# [Brief]
What you return must be an exact copy of the lines in the listing below between the line holding "repository 3ad7bb33063b7f8d" and the line holding "pub fn new(capacity: usize)", inclusive, and nothing more.
** Given records follows **
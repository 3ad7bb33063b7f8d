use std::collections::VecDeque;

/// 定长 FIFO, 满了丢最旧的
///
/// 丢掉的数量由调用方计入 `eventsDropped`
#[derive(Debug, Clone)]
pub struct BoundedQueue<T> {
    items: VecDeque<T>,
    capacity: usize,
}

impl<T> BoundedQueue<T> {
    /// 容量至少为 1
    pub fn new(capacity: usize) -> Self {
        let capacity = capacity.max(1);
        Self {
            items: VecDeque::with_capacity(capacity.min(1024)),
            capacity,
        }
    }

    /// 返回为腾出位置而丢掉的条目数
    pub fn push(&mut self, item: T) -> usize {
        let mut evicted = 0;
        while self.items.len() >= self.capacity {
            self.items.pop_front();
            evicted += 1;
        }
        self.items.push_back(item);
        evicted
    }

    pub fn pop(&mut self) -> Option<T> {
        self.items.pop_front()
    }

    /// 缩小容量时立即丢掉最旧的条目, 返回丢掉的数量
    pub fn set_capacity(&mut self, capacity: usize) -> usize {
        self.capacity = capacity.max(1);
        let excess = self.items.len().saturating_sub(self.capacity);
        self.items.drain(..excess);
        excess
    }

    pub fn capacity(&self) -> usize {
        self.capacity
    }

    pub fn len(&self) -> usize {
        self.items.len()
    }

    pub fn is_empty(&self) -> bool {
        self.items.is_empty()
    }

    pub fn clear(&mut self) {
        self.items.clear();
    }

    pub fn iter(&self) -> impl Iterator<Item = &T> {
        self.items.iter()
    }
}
** End of Given records **
** Given records follows **
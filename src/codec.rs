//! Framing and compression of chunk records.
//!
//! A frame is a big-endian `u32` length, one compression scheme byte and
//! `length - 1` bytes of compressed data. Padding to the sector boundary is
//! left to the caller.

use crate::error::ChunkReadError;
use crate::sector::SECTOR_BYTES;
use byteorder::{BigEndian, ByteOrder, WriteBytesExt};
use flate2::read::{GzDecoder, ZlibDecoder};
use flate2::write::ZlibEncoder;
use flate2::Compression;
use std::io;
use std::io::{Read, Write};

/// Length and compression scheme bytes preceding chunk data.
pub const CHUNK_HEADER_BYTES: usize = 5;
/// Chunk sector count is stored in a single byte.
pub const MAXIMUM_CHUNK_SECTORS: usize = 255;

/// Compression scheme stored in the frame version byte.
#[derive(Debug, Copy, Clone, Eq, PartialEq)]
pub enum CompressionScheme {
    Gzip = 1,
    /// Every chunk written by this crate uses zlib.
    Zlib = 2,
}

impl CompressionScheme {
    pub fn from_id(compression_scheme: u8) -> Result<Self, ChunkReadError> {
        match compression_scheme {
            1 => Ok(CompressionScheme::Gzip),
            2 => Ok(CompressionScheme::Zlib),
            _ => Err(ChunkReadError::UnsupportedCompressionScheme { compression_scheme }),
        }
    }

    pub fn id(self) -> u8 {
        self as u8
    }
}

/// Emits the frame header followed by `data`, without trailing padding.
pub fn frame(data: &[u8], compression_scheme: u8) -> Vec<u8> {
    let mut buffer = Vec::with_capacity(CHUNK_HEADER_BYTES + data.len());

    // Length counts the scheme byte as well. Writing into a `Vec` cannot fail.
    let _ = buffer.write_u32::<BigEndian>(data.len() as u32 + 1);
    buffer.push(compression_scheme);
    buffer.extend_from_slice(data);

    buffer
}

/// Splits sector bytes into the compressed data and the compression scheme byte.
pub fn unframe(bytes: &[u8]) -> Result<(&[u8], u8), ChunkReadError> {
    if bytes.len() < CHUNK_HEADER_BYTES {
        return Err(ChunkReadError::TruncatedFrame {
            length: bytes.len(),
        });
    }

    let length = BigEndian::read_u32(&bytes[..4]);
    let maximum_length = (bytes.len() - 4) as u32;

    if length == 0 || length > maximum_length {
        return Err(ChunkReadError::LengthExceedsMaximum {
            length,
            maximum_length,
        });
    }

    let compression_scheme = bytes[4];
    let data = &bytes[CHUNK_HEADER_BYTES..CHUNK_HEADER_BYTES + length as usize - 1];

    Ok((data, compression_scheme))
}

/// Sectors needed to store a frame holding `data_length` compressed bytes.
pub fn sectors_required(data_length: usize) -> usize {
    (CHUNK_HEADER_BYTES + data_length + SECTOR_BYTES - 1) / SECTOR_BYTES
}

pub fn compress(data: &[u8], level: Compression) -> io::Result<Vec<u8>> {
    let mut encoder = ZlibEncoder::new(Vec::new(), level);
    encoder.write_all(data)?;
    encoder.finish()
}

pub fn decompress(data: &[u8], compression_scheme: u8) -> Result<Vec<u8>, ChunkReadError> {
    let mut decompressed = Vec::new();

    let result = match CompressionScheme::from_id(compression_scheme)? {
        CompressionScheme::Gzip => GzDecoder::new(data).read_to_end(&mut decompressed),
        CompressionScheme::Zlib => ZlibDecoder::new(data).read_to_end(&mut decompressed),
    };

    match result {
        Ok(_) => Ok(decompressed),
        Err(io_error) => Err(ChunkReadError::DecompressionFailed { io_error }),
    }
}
** End of Given records **
** Given records follows **
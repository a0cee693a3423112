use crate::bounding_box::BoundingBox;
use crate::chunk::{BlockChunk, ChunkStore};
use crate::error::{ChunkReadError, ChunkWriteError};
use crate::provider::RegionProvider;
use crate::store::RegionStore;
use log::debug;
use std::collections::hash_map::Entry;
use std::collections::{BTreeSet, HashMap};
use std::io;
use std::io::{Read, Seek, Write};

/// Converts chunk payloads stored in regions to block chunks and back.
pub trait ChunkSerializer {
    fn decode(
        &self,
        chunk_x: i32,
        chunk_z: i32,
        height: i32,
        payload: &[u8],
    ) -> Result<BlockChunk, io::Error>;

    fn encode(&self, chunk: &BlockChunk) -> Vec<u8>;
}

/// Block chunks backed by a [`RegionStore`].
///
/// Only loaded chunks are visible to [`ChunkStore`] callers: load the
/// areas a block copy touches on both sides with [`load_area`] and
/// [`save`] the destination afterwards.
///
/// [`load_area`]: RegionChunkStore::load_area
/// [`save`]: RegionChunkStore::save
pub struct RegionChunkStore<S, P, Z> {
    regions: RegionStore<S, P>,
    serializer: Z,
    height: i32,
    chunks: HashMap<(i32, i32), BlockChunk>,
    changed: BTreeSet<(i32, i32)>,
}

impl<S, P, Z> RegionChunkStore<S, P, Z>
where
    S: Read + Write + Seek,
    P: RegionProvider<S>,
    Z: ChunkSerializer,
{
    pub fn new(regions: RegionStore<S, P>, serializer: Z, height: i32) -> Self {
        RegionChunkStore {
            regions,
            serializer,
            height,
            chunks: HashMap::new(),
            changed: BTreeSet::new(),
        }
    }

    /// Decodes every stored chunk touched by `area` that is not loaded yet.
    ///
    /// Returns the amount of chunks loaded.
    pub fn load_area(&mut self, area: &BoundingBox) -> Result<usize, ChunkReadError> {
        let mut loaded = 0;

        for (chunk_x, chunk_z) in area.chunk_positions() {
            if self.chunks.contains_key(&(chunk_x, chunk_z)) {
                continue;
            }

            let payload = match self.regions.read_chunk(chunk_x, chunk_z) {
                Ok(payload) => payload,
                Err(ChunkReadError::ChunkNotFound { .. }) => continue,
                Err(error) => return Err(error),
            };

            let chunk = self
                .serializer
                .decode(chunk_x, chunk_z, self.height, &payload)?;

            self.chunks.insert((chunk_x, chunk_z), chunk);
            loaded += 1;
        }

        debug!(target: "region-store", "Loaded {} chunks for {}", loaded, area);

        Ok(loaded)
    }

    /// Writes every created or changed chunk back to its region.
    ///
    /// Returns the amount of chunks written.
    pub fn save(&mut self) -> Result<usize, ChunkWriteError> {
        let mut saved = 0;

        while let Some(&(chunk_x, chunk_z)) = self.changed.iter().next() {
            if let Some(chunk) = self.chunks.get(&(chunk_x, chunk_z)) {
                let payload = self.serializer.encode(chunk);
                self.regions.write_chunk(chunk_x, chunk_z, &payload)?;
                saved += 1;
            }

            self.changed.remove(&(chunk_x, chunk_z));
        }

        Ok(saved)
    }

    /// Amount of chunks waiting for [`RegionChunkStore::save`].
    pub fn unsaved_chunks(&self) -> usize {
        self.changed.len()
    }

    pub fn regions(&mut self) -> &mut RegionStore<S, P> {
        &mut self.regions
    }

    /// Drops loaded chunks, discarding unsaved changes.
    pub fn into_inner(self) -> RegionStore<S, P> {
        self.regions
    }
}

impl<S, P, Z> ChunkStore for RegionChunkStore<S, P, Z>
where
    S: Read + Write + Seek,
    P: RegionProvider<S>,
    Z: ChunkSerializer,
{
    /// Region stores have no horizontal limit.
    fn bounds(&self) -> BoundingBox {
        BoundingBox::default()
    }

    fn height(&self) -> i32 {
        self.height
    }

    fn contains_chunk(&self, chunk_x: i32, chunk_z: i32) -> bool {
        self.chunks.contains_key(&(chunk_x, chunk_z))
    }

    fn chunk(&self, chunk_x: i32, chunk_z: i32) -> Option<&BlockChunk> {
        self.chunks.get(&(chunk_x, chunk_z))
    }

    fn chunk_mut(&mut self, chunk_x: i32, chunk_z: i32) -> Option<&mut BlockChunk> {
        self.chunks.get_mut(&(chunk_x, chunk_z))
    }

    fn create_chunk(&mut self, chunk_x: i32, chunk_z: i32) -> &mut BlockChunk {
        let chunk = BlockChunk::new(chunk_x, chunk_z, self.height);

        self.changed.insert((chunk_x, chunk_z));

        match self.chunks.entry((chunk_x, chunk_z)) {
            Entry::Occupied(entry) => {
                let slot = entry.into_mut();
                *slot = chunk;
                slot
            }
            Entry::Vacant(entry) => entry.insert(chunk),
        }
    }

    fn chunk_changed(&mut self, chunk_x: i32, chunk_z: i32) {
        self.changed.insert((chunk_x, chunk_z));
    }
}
** End of Given records **
# [Task result]
repository 3ad7bb33063b7f8d
use std::collections::VecDeque;

/// 定长 FIFO, 满了丢最旧的
///
/// 丢掉的数量由调用方计入 `eventsDropped`
#[derive(Debug, Clone)]
pub struct BoundedQueue<T> {
    items: VecDeque<T>,
    capacity: usize,
}

impl<T> BoundedQueue<T> {
    /// 容量至少为 1
    pub fn new(capacity: usize) -> Self {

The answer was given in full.